### PROBLEM
What is needed is an exact retyping of the records below, from the first line through the line that contains "if required_roles(config, target).contains(&role)".

** LISTED ENTRIES follows **

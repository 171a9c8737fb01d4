use crate::config::SignatureConfig;
use crate::engine::Engine;
use crate::error::{Error, Result};
use crate::model::{
    Actor, CompletionStatus, ProjectStatus, Role, SignatureGrant, SignatureRecord,
    SignatureTarget, UserId,
};
use crate::notify::{Notification, NotificationKind, Recipient};
use crate::store::{positions, projects, signatures};
use chrono::{DateTime, TimeDelta, Utc};
use rand::Rng;
use rand::distr::Alphanumeric;
use sqlx::AnyConnection;
use tracing::{info, instrument, warn};

const TOKEN_LENGTH: usize = 32;

/// Roles whose signatures make the document of the target complete.
pub fn required_roles(config: &SignatureConfig, target: SignatureTarget) -> Vec<Role> {
    match target {
        SignatureTarget::Position(_) => vec![Role::Student, Role::Professor],
        SignatureTarget::Project(_) if config.require_admin_signature => {
            vec![Role::Professor, Role::Admin]
        }
        SignatureTarget::Project(_) => vec![Role::Professor],
    }
}

fn require_required(config: &SignatureConfig, target: SignatureTarget, role: Role) -> Result<()> {
    if required_roles(config, target).contains(&role) {
        Ok(())
    } else {
        Err(Error::Validation(format!(
            "no {role} signature is expected on {target}"
        )))
    }
}

/// Professor responsible for the target.
async fn professor_of(conn: &mut AnyConnection, target: SignatureTarget) -> Result<UserId> {
    match target {
        SignatureTarget::Project(id) => Ok(projects::get(conn, id).await?.professor),
        SignatureTarget::Position(id) => {
            let position = positions::get(conn, id).await?;
            Ok(projects::get(conn, position.project).await?.professor)
        }
    }
}

fn project_accepts(status: ProjectStatus, role: Role) -> bool {
    match role {
        Role::Professor => status.is_editable() || status == ProjectStatus::Submitted,
        Role::Admin => matches!(
            status,
            ProjectStatus::Submitted | ProjectStatus::PendingAdminSignature
        ),
        Role::Student => false,
    }
}

/// Check that the target takes a `role` signature in its current state. The
/// project concerned stays locked for the rest of the transaction.
async fn check_signable(
    conn: &mut AnyConnection,
    target: SignatureTarget,
    role: Role,
    now: DateTime<Utc>,
) -> Result<()> {
    match target {
        SignatureTarget::Project(id) => {
            let project = projects::lock(conn, id, now).await?;
            if !project_accepts(project.status, role) {
                return Err(Error::InvalidState(format!(
                    "project {id} cannot be signed by {role} while {}",
                    project.status
                )));
            }
        }
        SignatureTarget::Position(id) => {
            let position = positions::get(conn, id).await?;
            projects::lock(conn, position.project, now).await?;
            if !position.is_active() {
                return Err(Error::InvalidState(format!(
                    "position {id} has been finalized"
                )));
            }
        }
    }
    Ok(())
}

/// Check that the actor may sign the target in its current state.
async fn authorize(
    conn: &mut AnyConnection,
    actor: Actor,
    target: SignatureTarget,
    now: DateTime<Utc>,
) -> Result<()> {
    let owner = match (target, actor.role) {
        (SignatureTarget::Project(_), Role::Admin) => None,
        (SignatureTarget::Position(id), Role::Student) => {
            Some(positions::get(conn, id).await?.student)
        }
        _ => Some(professor_of(conn, target).await?),
    };
    if owner.is_some_and(|owner| owner != actor.id) {
        return Err(Error::Forbidden(format!(
            "{target} is not under the responsibility of {actor}"
        )));
    }
    check_signable(conn, target, actor.role, now).await
}

/// Insert the signature and return it with the completion of the target. A
/// project waiting for its last signature becomes approved.
async fn store_signature(
    conn: &mut AnyConnection,
    config: &SignatureConfig,
    target: SignatureTarget,
    role: Role,
    signer: Option<UserId>,
    payload: &str,
    now: DateTime<Utc>,
) -> Result<(SignatureRecord, CompletionStatus)> {
    let id = signatures::insert(conn, target, role, signer, payload, now)
        .await?
        .ok_or_else(|| Error::Conflict(format!("{target} has already been signed by {role}")))?;
    let signed = signatures::signed_roles(conn, target).await?;
    let completion = CompletionStatus::compute(&required_roles(config, target), &signed);
    if let SignatureTarget::Project(project) = target {
        if completion.complete
            && projects::get(conn, project).await?.status == ProjectStatus::PendingAdminSignature
        {
            projects::set_status(conn, project, ProjectStatus::Approved, now).await?;
            info!(%project, "project approved after last signature");
        }
    }
    let record = SignatureRecord {
        id,
        target,
        signer_role: role,
        signer,
        payload: payload.to_owned(),
        signed_at: now,
    };
    Ok((record, completion))
}

fn new_token() -> String {
    rand::rng()
        .sample_iter(&Alphanumeric)
        .take(TOKEN_LENGTH)
        .map(char::from)
        .collect()
}

impl Engine {
    #[instrument(skip(self, payload), fields(actor = %actor))]
    pub async fn record_signature(
        &mut self,
        actor: Actor,
        target: SignatureTarget,
        role: Role,
        payload: &str,
    ) -> Result<SignatureRecord> {
        if actor.role != role {
            return Err(Error::Forbidden(format!(
                "{actor} cannot sign as {role}"
            )));
        }
        if payload.trim().is_empty() {
            return Err(Error::Validation("signature payload cannot be empty".into()));
        }
        require_required(&self.signatures, target, role)?;
        let now = self.clock.now();
        let mut tx = self.store.begin().await?;
        authorize(&mut tx, actor, target, now).await?;
        let (record, completion) = store_signature(
            &mut tx,
            &self.signatures,
            target,
            role,
            Some(actor.id),
            payload,
            now,
        )
        .await?;
        tx.commit().await?;
        info!(%target, %role, complete = completion.complete, "signature recorded");
        if completion.complete {
            self.completed(target).await;
        }
        Ok(record)
    }

    pub async fn completion_status(&mut self, target: SignatureTarget) -> Result<CompletionStatus> {
        let conn = self.store.conn();
        professor_of(conn, target).await?;
        let signed = signatures::signed_roles(conn, target).await?;
        Ok(CompletionStatus::compute(
            &required_roles(&self.signatures, target),
            &signed,
        ))
    }

    pub async fn signatures_of(&mut self, target: SignatureTarget) -> Result<Vec<SignatureRecord>> {
        signatures::for_target(self.store.conn(), target).await
    }

    /// Issue a single-use grant letting an external signer sign in place of
    /// `role`. The grant expires after `expiry_hours`, or the configured
    /// default.
    #[instrument(skip(self), fields(actor = %actor))]
    pub async fn request_signature(
        &mut self,
        actor: Actor,
        target: SignatureTarget,
        role: Role,
        email: &str,
        expiry_hours: Option<u32>,
    ) -> Result<SignatureGrant> {
        actor.require_role(&[Role::Admin, Role::Professor])?;
        let email = email.trim();
        if !email.contains('@') {
            return Err(Error::Validation(format!("invalid email address {email:?}")));
        }
        let hours = expiry_hours.unwrap_or(self.signatures.grant_expiry_hours);
        if hours == 0 {
            return Err(Error::Validation("a grant must last at least one hour".into()));
        }
        require_required(&self.signatures, target, role)?;
        let now = self.clock.now();
        let mut tx = self.store.begin().await?;
        let professor = professor_of(&mut tx, target).await?;
        if actor.role == Role::Professor && professor != actor.id {
            return Err(Error::Forbidden(format!(
                "{target} is not under the responsibility of {actor}"
            )));
        }
        if signatures::signed_roles(&mut tx, target).await?.contains(&role) {
            return Err(Error::Conflict(format!(
                "{target} has already been signed by {role}"
            )));
        }
        let expires_at = now + TimeDelta::hours(i64::from(hours));
        let grant =
            signatures::insert_grant(&mut tx, &new_token(), target, role, email, expires_at)
                .await?;
        tx.commit().await?;
        info!(%target, %role, grant = grant.id, "signature requested");
        self.notify(
            Notification::new(
                Recipient::Email(email.to_owned()),
                NotificationKind::SignatureRequested,
            )
            .with("target", target)
            .with("role", role)
            .with("token", &grant.token)
            .with("expires_at", grant.expires_at.to_rfc3339()),
        );
        Ok(grant)
    }

    /// Sign through a grant, on behalf of the role it was issued for.
    #[instrument(skip(self, token, payload))]
    pub async fn sign_with_grant(&mut self, token: &str, payload: &str) -> Result<SignatureRecord> {
        if payload.trim().is_empty() {
            return Err(Error::Validation("signature payload cannot be empty".into()));
        }
        let now = self.clock.now();
        let mut tx = self.store.begin().await?;
        let grant = signatures::find_grant(&mut tx, token)
            .await?
            .ok_or_else(|| Error::not_found("signature grant", "for this token"))?;
        if grant.consumed_at.is_some() {
            return Err(Error::InvalidState("signature grant already used".into()));
        }
        if now > grant.expires_at {
            return Err(Error::InvalidState("signature grant has expired".into()));
        }
        check_signable(&mut tx, grant.target, grant.signer_role, now).await?;
        if !signatures::consume_grant(&mut tx, grant.id, now).await? {
            return Err(Error::InvalidState("signature grant already used".into()));
        }
        let (record, completion) = store_signature(
            &mut tx,
            &self.signatures,
            grant.target,
            grant.signer_role,
            None,
            payload,
            now,
        )
        .await?;
        tx.commit().await?;
        info!(
            target = %grant.target,
            role = %grant.signer_role,
            grant = grant.id,
            "signature recorded through grant",
        );
        if completion.complete {
            self.completed(grant.target).await;
        }
        Ok(record)
    }

    /// Render the document of a fully signed target and attach it. Failures
    /// leave the target without a document and are only logged.
    async fn completed(&mut self, target: SignatureTarget) {
        let reference = match self.renderer.render(target.document_kind(), target) {
            Ok(reference) => reference,
            Err(e) => {
                warn!(%target, error = %e, "cannot render signed document");
                return;
            }
        };
        let conn = self.store.conn();
        let attached = match target {
            SignatureTarget::Project(id) => {
                projects::set_signed_document(conn, id, Some(&reference)).await
            }
            SignatureTarget::Position(id) => {
                positions::set_commitment_document(conn, id, &reference).await
            }
        };
        match attached {
            Ok(()) => info!(%target, %reference, "signed document attached"),
            Err(e) => warn!(%target, error = %e, "cannot attach signed document"),
        }
    }
}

** End of LISTED ENTRIES **

### ANSWER TO THIS EXERCISE
repository 171a9c8737fb01d4
use crate::config::SignatureConfig;
use crate::engine::Engine;
use crate::error::{Error, Result};
use crate::model::{
    Actor, CompletionStatus, ProjectStatus, Role, SignatureGrant, SignatureRecord,
    SignatureTarget, UserId,
};
use crate::notify::{Notification, NotificationKind, Recipient};
use crate::store::{positions, projects, signatures};
use chrono::{DateTime, TimeDelta, Utc};
use rand::Rng;
use rand::distr::Alphanumeric;
use sqlx::AnyConnection;
use tracing::{info, instrument, warn};

const TOKEN_LENGTH: usize = 32;

/// Roles whose signatures make the document of the target complete.
pub fn required_roles(config: &SignatureConfig, target: SignatureTarget) -> Vec<Role> {
    match target {
        SignatureTarget::Position(_) => vec![Role::Student, Role::Professor],
        SignatureTarget::Project(_) if config.require_admin_signature => {
            vec![Role::Professor, Role::Admin]
        }
        SignatureTarget::Project(_) => vec![Role::Professor],
    }
}

fn require_required(config: &SignatureConfig, target: SignatureTarget, role: Role) -> Result<()> {
    if required_roles(config, target).contains(&role) {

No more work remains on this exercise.